Difficile de ne pas craquer pour ce film qui élève la raison face à l’égarement, pour ne pas dire la bêtise, ou comment au sein d’une famille, on peut en venir à se déchirer inutilement sur la base d'a priori ou d'aveuglements. Dans un conflit familial, les papiers administratifs officiels comme les injonctions d’un avocat peuvent aisément ombrager le plus important : les vrais sentiments. Patrick Wang – scénariste, réalisateur et acteur – a voulu montrer comment un drame peut en entraîner un second au cœur même d’une famille des plus unies. Certes, il s'agit ici d'une famille pas comme les autres, avec un couple d’hommes qui élève l’enfant de l’un d’entre eux, prématurément veuf. Mais une famille qui fait fi de cela, où tout se passe au mieux dans le meilleur des mondes, et au centre de laquelle Chip, un petit gamin de 6 ans qui n’a jamais connu sa mère, est incroyablement doué et mâture pour son âge.

Quand l’accident sonne le glas de ce cercle heureux, on ne peut pas imaginer ce qui va suivre, on ne comprend pas réellement les motivations de la belle-famille. Qui tire les rênes ? Dans quel but ? Financier ? Homophobe ? La question « Est-ce que la famille aurait réagi de la même manière si Joey avait été une femme ? » est légitime. Rien ne dit dans le film que la raison de cette querelle est liée au fait que le couple soit gay. On peut imaginer, en effet, que plus l’attachement au noyau familial est fort, moins on prend raisonnablement les bonnes décisions. Le premier motif de la sœur de Cody est le respect des dernières volontés de son frère. En même temps la scène dans l’hôpital au début du film est saisissante de vérité.
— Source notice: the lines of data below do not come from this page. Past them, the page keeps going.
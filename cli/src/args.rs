use std::ffi::OsString;
use std::path::PathBuf;

use clap::Parser;
use log::LevelFilter;
use unfake_batch::{
    Cleanup, CommandReducer, DetectMethod, DownscaleMethod, OutputConfig, OutputNaming, Palette,
    ProcessingOptions, Result, DEFAULT_FACTOR,
};

/// Turn images into clean pixel art with an external reducer, and write
/// nearest-neighbour upscaled previews of the result.
#[derive(Parser, Debug)]
#[command(version, about, long_about = None)]
pub struct Args {
    /// Input image file or directory (directories are not searched recursively)
    #[arg()]
    pub input: PathBuf,

    /// Prefix for output file names
    #[arg(short = 'o', long, default_value = "pixelart_")]
    pub output_prefix: String,

    /// Suffix for the upscaled output file name
    #[arg(short = 'u', long, default_value = "_8x")]
    pub upscaled_suffix: String,

    /// Factor of the nearest-neighbour upscale
    #[arg(
        long,
        default_value_t = DEFAULT_FACTOR,
        value_parser = clap::value_parser!(u32).range(1..)
    )]
    pub upscale_factor: u32,

    /// Skip reduction, only write an upscaled copy of each original
    #[arg(long)]
    pub upscale_only: bool,

    /// Do not save the reduced image
    #[arg(long)]
    pub no_save_main: bool,

    /// Do not save the upscaled image
    #[arg(long)]
    pub no_save_upscaled: bool,

    /// Maximum number of colours (default: reducer decides)
    #[arg(short = 'c', long)]
    pub colors: Option<u32>,

    /// Auto-detect the optimal colour count
    #[arg(long)]
    pub auto_colors: bool,

    /// Manual pixel scale override
    #[arg(short, long)]
    pub scale: Option<u32>,

    /// Scale detection method: auto, runs, edge
    #[arg(short, long, default_value_t = DetectMethod::Auto)]
    pub detect: DetectMethod,

    /// Downscaling method: dominant, median, mode, mean, nearest, content-adaptive, hybrid
    #[arg(short, long, default_value_t = DownscaleMethod::Dominant)]
    pub method: DownscaleMethod,

    /// Dominant colour threshold, between 0 and 1
    #[arg(long, default_value_t = 0.05)]
    pub threshold: f32,

    /// Refinement iterations
    #[arg(long, default_value_t = 1)]
    pub iterations: u32,

    /// Cleanup passes: morph,jaggy (comma-separated)
    #[arg(long)]
    pub cleanup: Option<String>,

    /// Fixed palette file (hex colours, one per line)
    #[arg(long)]
    pub palette: Option<PathBuf>,

    /// Alpha binarization threshold
    #[arg(long, default_value_t = 128)]
    pub alpha_threshold: u8,

    /// Disable grid snapping
    #[arg(long)]
    pub no_snap: bool,

    /// Denoise the input before reduction
    #[arg(long)]
    pub pre_filter: bool,

    /// Preserve edges while downscaling
    #[arg(long)]
    pub edge_preserve: bool,

    /// Sharpen the reduced image
    #[arg(long)]
    pub post_sharpen: bool,

    /// Reduction program to run for each image
    #[arg(long, env = "UNFAKE_BIN", default_value = CommandReducer::DEFAULT_PROGRAM)]
    pub reducer: OsString,

    /// Extra argument placed before the input path when running the reducer (repeatable)
    #[arg(long = "reducer-arg", value_name = "ARG", allow_hyphen_values = true)]
    pub reducer_args: Vec<OsString>,

    /// Number of files processed at once, 0 for one per CPU core
    #[arg(short, long, default_value_t = 1)]
    pub jobs: usize,

    /// Only print errors and the final summary
    #[arg(short, long, conflicts_with = "verbose")]
    pub quiet: bool,

    /// Print debug output and full error details
    #[arg(short, long)]
    pub verbose: bool,
}

impl Args {
    pub fn log_level(&self) -> LevelFilter {
        if self.quiet {
            LevelFilter::Error
        } else if self.verbose {
            LevelFilter::Debug
        } else {
            LevelFilter::Info
        }
    }

    pub fn jobs(&self) -> Option<usize> {
        match self.jobs {
            0 => None,
            n => Some(n),
        }
    }

    pub fn output_config(&self) -> OutputConfig {
        OutputConfig {
            naming: OutputNaming {
                prefix: self.output_prefix.clone(),
                suffix: self.upscaled_suffix.clone(),
                factor: self.upscale_factor,
            },
            save_main: !self.no_save_main,
            save_upscaled: !self.no_save_upscaled,
            upscale_only: self.upscale_only,
        }
    }

    /// Build and validate the reduction options, loading the palette file if given.
    pub fn processing_options(&self) -> Result<ProcessingOptions> {
        let cleanup = match &self.cleanup {
            Some(list) => {
                let (cleanup, unknown) = Cleanup::parse_list(list);
                for option in unknown {
                    log::warn!("Unknown cleanup option '{option}'");
                }
                cleanup
            }
            None => Cleanup::default(),
        };

        let palette = match &self.palette {
            Some(path) => Palette::load(path)?,
            None => None,
        };

        let options = ProcessingOptions {
            max_colors: self.colors,
            auto_colors: self.auto_colors,
            scale: self.scale,
            detect: self.detect,
            downscale: self.method,
            dominant_threshold: self.threshold,
            iterations: self.iterations,
            cleanup,
            palette,
            alpha_threshold: self.alpha_threshold,
            snap_grid: !self.no_snap,
            pre_filter: self.pre_filter,
            edge_preserve: self.edge_preserve,
            post_sharpen: self.post_sharpen,
        };
        options.validate()?;
        Ok(options)
    }

    /// The reducer is only looked up when it will actually run.
    pub fn reducer(&self) -> Result<CommandReducer> {
        let reducer = if self.upscale_only {
            CommandReducer::new(&self.reducer)
        } else {
            CommandReducer::locate(&self.reducer)?
        };
        Ok(reducer.with_args(&self.reducer_args))
    }
}

#[cfg(test)]
mod tests {
    use std::fs;

    use rstest::rstest;
    use unfake_batch::Color;

    use super::*;

    fn parse(args: &[&str]) -> Args {
        Args::try_parse_from(std::iter::once("unfake-batch").chain(args.iter().copied())).unwrap()
    }

    #[test]
    fn defaults() {
        let args = parse(&["sprites"]);
        assert_eq!(args.input, PathBuf::from("sprites"));
        assert_eq!(args.log_level(), LevelFilter::Info);
        assert_eq!(args.jobs(), Some(1));

        let output = args.output_config();
        assert_eq!(output, OutputConfig::default());

        let options = args.processing_options().unwrap();
        assert_eq!(options, ProcessingOptions::default());
    }

    #[test]
    fn reduction_flags() {
        let args = parse(&[
            "in.png", "-c", "16", "--auto-colors", "-s", "4", "-d", "edge",
            "-m", "content-adaptive",
            "--threshold", "0.2", "--iterations", "3", "--cleanup", "morph,JAGGY,blur",
            "--alpha-threshold", "10", "--no-snap", "--pre-filter", "--edge-preserve",
            "--post-sharpen",
        ]);
        let options = args.processing_options().unwrap();
        assert_eq!(options.max_colors, Some(16));
        assert!(options.auto_colors);
        assert_eq!(options.scale, Some(4));
        assert_eq!(options.detect, DetectMethod::Edge);
        assert_eq!(options.downscale, DownscaleMethod::ContentAdaptive);
        assert_eq!(options.dominant_threshold, 0.2);
        assert_eq!(options.iterations, 3);
        assert_eq!(options.cleanup, Cleanup { morph: true, jaggy: true });
        assert_eq!(options.alpha_threshold, 10);
        assert!(!options.snap_grid);
        assert!(options.pre_filter && options.edge_preserve && options.post_sharpen);
    }

    #[test]
    fn output_flags() {
        let args = parse(&[
            "in", "-o", "px_", "-u", "_big", "--upscale-factor", "4", "--no-save-main",
        ]);
        let output = args.output_config();
        assert_eq!(output.naming.prefix, "px_");
        assert_eq!(output.naming.suffix, "_big");
        assert_eq!(output.naming.factor, 4);
        assert!(!output.save_main);
        assert!(output.save_upscaled);
    }

    #[test]
    fn both_outputs_disabled_fails_validation() {
        let args = parse(&["in", "--no-save-main", "--no-save-upscaled"]);
        assert!(args.output_config().validate().unwrap_err().is_fatal());
    }

    #[rstest]
    #[case(&["in", "-q", "-v"])]
    #[case(&["in", "-d", "diagonal"])]
    #[case(&["in", "-m", "bicubic"])]
    #[case(&["in", "--alpha-threshold", "256"])]
    #[case(&["in", "--upscale-factor", "0"])]
    #[case(&[])]
    fn rejected_command_lines(#[case] args: &[&str]) {
        let argv = std::iter::once("unfake-batch").chain(args.iter().copied());
        assert!(Args::try_parse_from(argv).is_err());
    }

    #[rstest]
    #[case(&["in", "-q"], LevelFilter::Error)]
    #[case(&["in", "--verbose"], LevelFilter::Debug)]
    fn verbosity(#[case] args: &[&str], #[case] expected: LevelFilter) {
        assert_eq!(parse(args).log_level(), expected);
    }

    #[test]
    fn jobs_zero_means_all_cores() {
        assert_eq!(parse(&["in", "-j", "0"]).jobs(), None);
        assert_eq!(parse(&["in", "--jobs", "4"]).jobs(), Some(4));
    }

    #[test]
    fn invalid_threshold_is_fatal() {
        let args = parse(&["in", "--threshold", "2.5"]);
        assert!(args.processing_options().unwrap_err().is_fatal());
    }

    #[test]
    fn palette_is_loaded() {
        let dir = tempfile::tempdir().unwrap();
        let path = dir.path().join("pal.txt");
        fs::write(&path, "#000000\n\n#ffffff\n").unwrap();

        let args = parse(&["in", "--palette", path.to_str().unwrap()]);
        let palette = args.processing_options().unwrap().palette.unwrap();
        assert_eq!(palette.colors(), &[Color::rgb(0, 0, 0), Color::rgb(255, 255, 255)]);
    }

    #[test]
    fn missing_palette_is_fatal() {
        let args = parse(&["in", "--palette", "/nonexistent/palette.txt"]);
        assert!(args.processing_options().unwrap_err().is_fatal());
    }

    #[test]
    fn reducer_args_accept_hyphens() {
        let args = parse(&[
            "in", "--reducer", "python3", "--reducer-arg", "-m", "--reducer-arg", "unfake",
        ]);
        assert_eq!(args.reducer, OsString::from("python3"));
        assert_eq!(args.reducer_args, [OsString::from("-m"), OsString::from("unfake")]);
    }

    #[test]
    fn upscale_only_does_not_need_the_reducer() {
        let args = parse(&["in", "--upscale-only", "--reducer", "definitely-not-installed-3b9c"]);
        assert!(args.reducer().is_ok());

        let args = parse(&["in", "--reducer", "definitely-not-installed-3b9c"]);
        assert!(args.reducer().unwrap_err().is_fatal());
    }
}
Quand l’infirmière refuse l’accès de la chambre à Joey, personne dans la famille de Cody ne s’oppose à cette lamentable réaction. Il faudra le combat de Joey, intelligemment conduit par son avocat, pour faire exploser la profondeur des sentiments et faire que la raison l’emporte.

Patrick Wang découpe son film en trois parties d’une heure environ chacune, dont une première dominée par l’excellent Sebastian Banes dans le rôle du jeune Chip et une deuxième un peu longuette, mais les 2 h 45 sont parfaitement bien maîtrisées. On pense à "Boyhood" de temps en temps en se disant qu’il ausculte de la même manière que Richard Linklater l’évolution des sentiments au sein d’une famille, sur une longueur de film certes identique mais une période de vie complètement différente. Wang et Linklater pourraient d’ailleurs être classés dans le même registre de cinéma indépendant, tels des chercheurs de la nature humaine excluant tout misérabilisme et effets larmoyants inutiles. Il est fort à parier que l'auteur d' « In the family », dont c’est le premier long-métrage, connaîtra le même succès que le second.